However this time through I came across something I hadn’t noticed in my first reading that most reviewers seem to have missed as well—something far too revealing to let pass without comment. On page 270 we find the following,

"In 2005, the fine city of New Orleans was catastrophically flooded in the aftermath of a hurricane, Katrina. The Reverend Pat Robertson, one of America's best-known televangelists and a former presidential candidate, was reported as blaming the hurricane on a lesbian comedian who happened to live in New Orleans.
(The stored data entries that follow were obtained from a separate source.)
//! Reader for the TOD5 on-disk format.
//!
//! A TOD5 file is CSV with four header rows followed by data:
//!
//! ```text
//! TOD5,<dataset name>,<sample_rate_hz>,<start, RFC 3339 UTC>
//! time_s,det_<uid>,det_<uid>,...
//! optical_sign,<±1 per detector>
//! cal_daq_to_w,<W per DAQ unit per detector; empty = no IV solution>
//! <elapsed seconds>,<one reading per detector>
//! ...
//! ```
//!
//! Empty cells and `NAN` tokens in data rows become NaN samples.

use std::fs;
use std::io::Read;
use std::path::Path;

use chrono::{DateTime, Utc};
use csv::{ReaderBuilder, StringRecord, StringRecordsIter};
use ndarray::{Array1, Array2, Axis};
use serde::{Deserialize, Serialize};

use crate::errors::ParserError;
use crate::model::{DetectorInfo, TodData, TodMeta};

/// First cell of the first header row.
pub const FORMAT_TAG: &str = "TOD5";

const DATA_START_ROW: usize = 5;

/// Options honored while reading a TOD.
#[derive(Debug, Clone, Serialize, Deserialize)]
#[serde(default, deny_unknown_fields)]
pub struct LoadOptions {
    /// Linearly interpolate non-finite samples, per detector.
    pub repair_gaps: bool,
    /// Restrict loading to these detector uids, in the order given.
    pub detectors: Option<Vec<u32>>,
}

impl Default for LoadOptions {
    fn default() -> Self {
        Self {
            repair_gaps: true,
            detectors: None,
        }
    }
}

/// Reads one TOD5 file from disk.
pub fn read_tod(path: &Path, opts: &LoadOptions) -> Result<TodData, ParserError> {
    let content = fs::read_to_string(path).map_err(|source| ParserError::Io {
        path: path.to_path_buf(),
        source,
    })?;
    parse_tod(&content, opts)
}

/// Parses TOD5 content already in memory.
pub fn parse_tod(content: &str, opts: &LoadOptions) -> Result<TodData, ParserError> {
    let mut reader = ReaderBuilder::new()
        .has_headers(false)
        .flexible(true)
        .from_reader(content.as_bytes());
    let mut records = reader.records();

    let meta = parse_meta(&next_header_row(&mut records, 1)?)?;
    let uids = parse_columns(&next_header_row(&mut records, 2)?)?;
    let n_det = uids.len();

    let signs = parse_labeled_row(&next_header_row(&mut records, 3)?, "optical_sign", n_det, 3)?;
    for (uid, sign) in uids.iter().zip(&signs) {
        if *sign != 1.0 && *sign != -1.0 {
            return Err(ParserError::Validation {
                message: format!("detector {uid}: optical sign must be 1 or -1, found {sign}"),
            });
        }
    }

    let cals = parse_labeled_row(&next_header_row(&mut records, 4)?, "cal_daq_to_w", n_det, 4)?;

    let mut times = Vec::new();
    let mut flat = Vec::new();
    for (offset, record) in records.enumerate() {
        let record = record?;
        let line_index = DATA_START_ROW + offset;
        if record.len() == 1 && record.get(0).unwrap_or("").trim().is_empty() {
            continue;
        }
        if record.len() != n_det + 1 {
            return Err(ParserError::DataRow {
                line_index,
                message: format!("expected {} cells, found {}", n_det + 1, record.len()),
            });
        }
        let time = parse_sample(record.get(0).unwrap_or(""))
            .map_err(|message| ParserError::DataRow {
                line_index,
                message,
            })?;
        if !time.is_finite() {
            return Err(ParserError::DataRow {
                line_index,
                message: "sample time must be finite".to_string(),
            });
        }
        times.push(time);
        for cell in record.iter().skip(1) {
            flat.push(parse_sample(cell).map_err(|message| ParserError::DataRow {
                line_index,
                message,
            })?);
        }
    }
    if times.is_empty() {
        return Err(ParserError::EmptyData);
    }

    let n_samples = times.len();
    let row_major = Array2::from_shape_vec((n_samples, n_det), flat).map_err(|err| {
        ParserError::Validation {
            message: err.to_string(),
        }
    })?;
    let mut data = row_major.t().to_owned();

    let mut detectors: Vec<DetectorInfo> = uids
        .iter()
        .enumerate()
        .map(|(idx, &uid)| DetectorInfo {
            uid,
            optical_sign: signs[idx],
            cal_daq_to_w: cals[idx].is_finite().then_some(cals[idx]),
        })
        .collect();

    if let Some(wanted) = &opts.detectors {
        let mut indices = Vec::with_capacity(wanted.len());
        for &uid in wanted {
            let idx = detectors
                .iter()
                .position(|det| det.uid == uid)
                .ok_or(ParserError::UnknownDetector { uid })?;
            indices.push(idx);
        }
        data = data.select(Axis(0), &indices);
        detectors = indices.iter().map(|&idx| detectors[idx]).collect();
    }

    if opts.repair_gaps {
        repair_gaps(&mut data);
    }

    Ok(TodData {
        meta,
        detectors,
        times: Array1::from_vec(times),
        data,
    })
}

fn next_header_row<R: Read>(
    records: &mut StringRecordsIter<'_, R>,
    row_index: usize,
) -> Result<StringRecord, ParserError> {
    match records.next() {
        Some(Ok(record)) => Ok(record),
        Some(Err(source)) => Err(ParserError::Csv { source }),
        None => Err(ParserError::InvalidHeader {
            row_index,
            message: "missing header row".to_string(),
        }),
    }
}

fn parse_meta(record: &StringRecord) -> Result<TodMeta, ParserError> {
    let tag = record.get(0).unwrap_or("").trim();
    if tag != FORMAT_TAG {
        return Err(ParserError::FormatMismatch {
            reason: format!("expected leading '{FORMAT_TAG}' cell, found '{tag}'"),
        });
    }
    if record.len() != 4 {
        return Err(ParserError::InvalidHeader {
            row_index: 1,
            message: format!("expected 4 metadata cells, found {}", record.len()),
        });
    }

    let name = record.get(1).unwrap_or("").trim().to_string();
    if name.is_empty() {
        return Err(ParserError::InvalidHeader {
            row_index: 1,
            message: "dataset name is empty".to_string(),
        });
    }

    let rate_cell = record.get(2).unwrap_or("").trim();
    let sample_rate_hz: f64 = rate_cell.parse().map_err(|_| ParserError::InvalidHeader {
        row_index: 1,
        message: format!("invalid sample rate '{rate_cell}'"),
    })?;
    if !(sample_rate_hz > 0.0) {
        return Err(ParserError::InvalidHeader {
            row_index: 1,
            message: format!("sample rate must be positive, found {sample_rate_hz}"),
        });
    }

    let start_cell = record.get(3).unwrap_or("").trim();
    let start = DateTime::parse_from_rfc3339(start_cell)
        .map_err(|err| ParserError::InvalidHeader {
            row_index: 1,
            message: format!("invalid start timestamp '{start_cell}': {err}"),
        })?
        .with_timezone(&Utc);

    Ok(TodMeta {
        name,
        sample_rate_hz,
        start,
    })
}

fn parse_columns(record: &StringRecord) -> Result<Vec<u32>, ParserError> {
    let first = record.get(0).unwrap_or("").trim();
    if first != "time_s" {
        return Err(ParserError::FormatMismatch {
            reason: format!("expected leading 'time_s' column, found '{first}'"),
        });
    }

    let mut uids = Vec::with_capacity(record.len().saturating_sub(1));
    for cell in record.iter().skip(1) {
        let cell = cell.trim();
        let uid = cell
            .strip_prefix("det_")
            .and_then(|raw| raw.parse::<u32>().ok())
            .ok_or_else(|| ParserError::InvalidHeader {
                row_index: 2,
                message: format!("column '{cell}' is not det_<uid>"),
            })?;
        if uids.contains(&uid) {
            return Err(ParserError::Validation {
                message: format!("duplicate detector uid {uid}"),
            });
        }
        uids.push(uid);
    }
    if uids.is_empty() {
        return Err(ParserError::InvalidHeader {
            row_index: 2,
            message: "file declares no detectors".to_string(),
        });
    }
    Ok(uids)
}

fn parse_labeled_row(
    record: &StringRecord,
    label: &str,
    n_det: usize,
    row_index: usize,
) -> Result<Vec<f64>, ParserError> {
    let first = record.get(0).unwrap_or("").trim();
    if first != label {
        return Err(ParserError::InvalidHeader {
            row_index,
            message: format!("expected '{label}' row, found '{first}'"),
        });
    }
    if record.len() != n_det + 1 {
        return Err(ParserError::InvalidHeader {
            row_index,
            message: format!("expected {} cells, found {}", n_det + 1, record.len()),
        });
    }
    let mut values = Vec::with_capacity(n_det);
    for cell in record.iter().skip(1) {
        values.push(parse_sample(cell).map_err(|message| ParserError::InvalidHeader {
            row_index,
            message,
        })?);
    }
    Ok(values)
}

fn parse_sample(cell: &str) -> Result<f64, String> {
    let cell = cell.trim();
    if cell.is_empty() {
        return Ok(f64::NAN);
    }
    cell.parse::<f64>()
        .map_err(|_| format!("invalid number '{cell}'"))
}

/// Linear interpolation across non-finite runs, one detector row at a time.
/// Gaps at either end are held at the nearest finite sample; a row with no
/// finite samples at all is left untouched.
fn repair_gaps(data: &mut Array2<f64>) {
    for mut row in data.outer_iter_mut() {
        let n = row.len();
        let finite: Vec<usize> = (0..n).filter(|&idx| row[idx].is_finite()).collect();
        if finite.is_empty() || finite.len() == n {
            continue;
        }

        let first = finite[0];
        let first_val = row[first];
        for idx in 0..first {
            row[idx] = first_val;
        }

        let last = finite[finite.len() - 1];
        let last_val = row[last];
        for idx in last + 1..n {
            row[idx] = last_val;
        }

        for anchors in finite.windows(2) {
            let (lo, hi) = (anchors[0], anchors[1]);
            if hi - lo > 1 {
                let (lo_val, hi_val) = (row[lo], row[hi]);
                let span = (hi - lo) as f64;
                for idx in lo + 1..hi {
                    let frac = (idx - lo) as f64 / span;
                    row[idx] = lo_val + (hi_val - lo_val) * frac;
                }
            }
        }
    }
}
You'd think an omnipotent God would adopt a slightly more targeted approach to zapping sinners..." (Dawkins, 2008)

A check of the accompanying footnote reveals his source to be none other than Dateline Hollywood (2005)—a gossip spoof site similar to The Onion. He then goes on to say,

"It is unclear whether the story... is true. Whether true or not, it is widely believed, no doubt because it is entirely typical of utterances by evangelical clergy, including Robertson on disasters such as Katrina." (Dawkins, 2008)

In support of this further claim he cites a Sept. 2005 article from Emediawire, which when I checked it redirected to the Duval County, FL. Public Schools website without returning any content about the alleged incident. He also cites an article at the Snopes urban legend site which clearly states that the story was false (!) and makes reference to Dateline Hollywood’s claim to have originated in 360 BC as "Gladiators Weekly” (Snopes, 2005). Now to a more careful investigator statements like these would raise a few flags. Dawkins however chooses to steer carefully past all of this preferring instead to look for more dirt on Robertson from one of the article’s sources.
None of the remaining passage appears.